Peer Critique Guideline: Organization

When you read a paper, whether it is your own or someone else's, it is a good idea to try to look at only one aspect of the paper at a time. This guideline suggests methods for analyzing a paper's organizational structure. Normally this kind of peer critique works best if you exchange papers with a partner and work silently by writing a response based on the following guidelines. When both of you have finished writing a response, you can go over your responses with each other.

  1. Read the first paragraph and, without looking at the rest of the paper, write a description of what you think the rest of the paper will say. (Normally, the first paragraph should give a reader a pretty good idea about what is coming up.)

  2. Read the first sentences of each paragraph in the rest of the paper. Try to outline the paper without reading the body of each paragraph. Does the paper follow a narrative pattern (one event follows another based on their sequence in time) or an analytical pattern (the body is broken on the basis of some division rather than time)?

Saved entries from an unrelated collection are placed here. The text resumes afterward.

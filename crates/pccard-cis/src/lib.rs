//! Card Information Structure (CIS) parsing for 16-bit PC Cards.
//!
//! A card describes itself through a chain of typed, length-prefixed tuples
//! stored in its attribute memory (and, for multi-function cards, common
//! memory). This crate provides:
//!
//! - [`TupleCursor`]: chain walking with transparent long-link, indirect, and
//!   multi-function long-link handling
//! - [`parse`]: pure decoders for the well-known tuple codes (device
//!   geometry, IDs, version strings, configuration-table entries with the
//!   mantissa/exponent power and timing encodings)
//! - [`validate_cis`]: the "is this actually a CIS or floating-bus garbage"
//!   heuristic
//!
//! All card memory access goes through [`CisAccess`], supplied per-socket by
//! the socket manager (which also owns the byte cache); the parser itself
//! never branches on the card's addressing mode.

mod access;
mod error;
mod parse;
mod tuple;
mod validate;

pub use access::{
    indirect_regs, CisAccess, CisSpace, FakeCardMemory, IndirectAccess, LinearAccess,
    RawCardMemory,
};
pub use error::{CisError, Result};
pub use parse::{
    parse, power_param, CfTableEntry, ConfigTuple, DeviceKind, DeviceRegion, FunctionKind,
    IoDescriptor, IoWindow, IrqDescriptor, MemWindow, ParsedTuple, PowerEntry, TimingInfo,
};
pub use tuple::{codes, parse_mfc_links, FunctionSelect, TupleCursor, MAX_TUPLES};
pub use validate::{validate_cis, ValidateResult, ValidationLimits};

  3. Reread the first couple of paragraphs again looking for a purpose statement, key sentence, or thesis sentence. Write it out.

  4. Read the conclusion. Write out any phrases or words which signal that the text is about to end. If the conclusion summarizes the body, write the first couple words of the sentence which begins the summary.

  5. Write a note to the writer explaining your experience as someone who read the text looking for organization. Was it easy to follow the writer's pattern? If so, what made it easy? Did you get lost or have the nagging feeling that you didn't know where the writer was going? If so, what did the writer fail to do?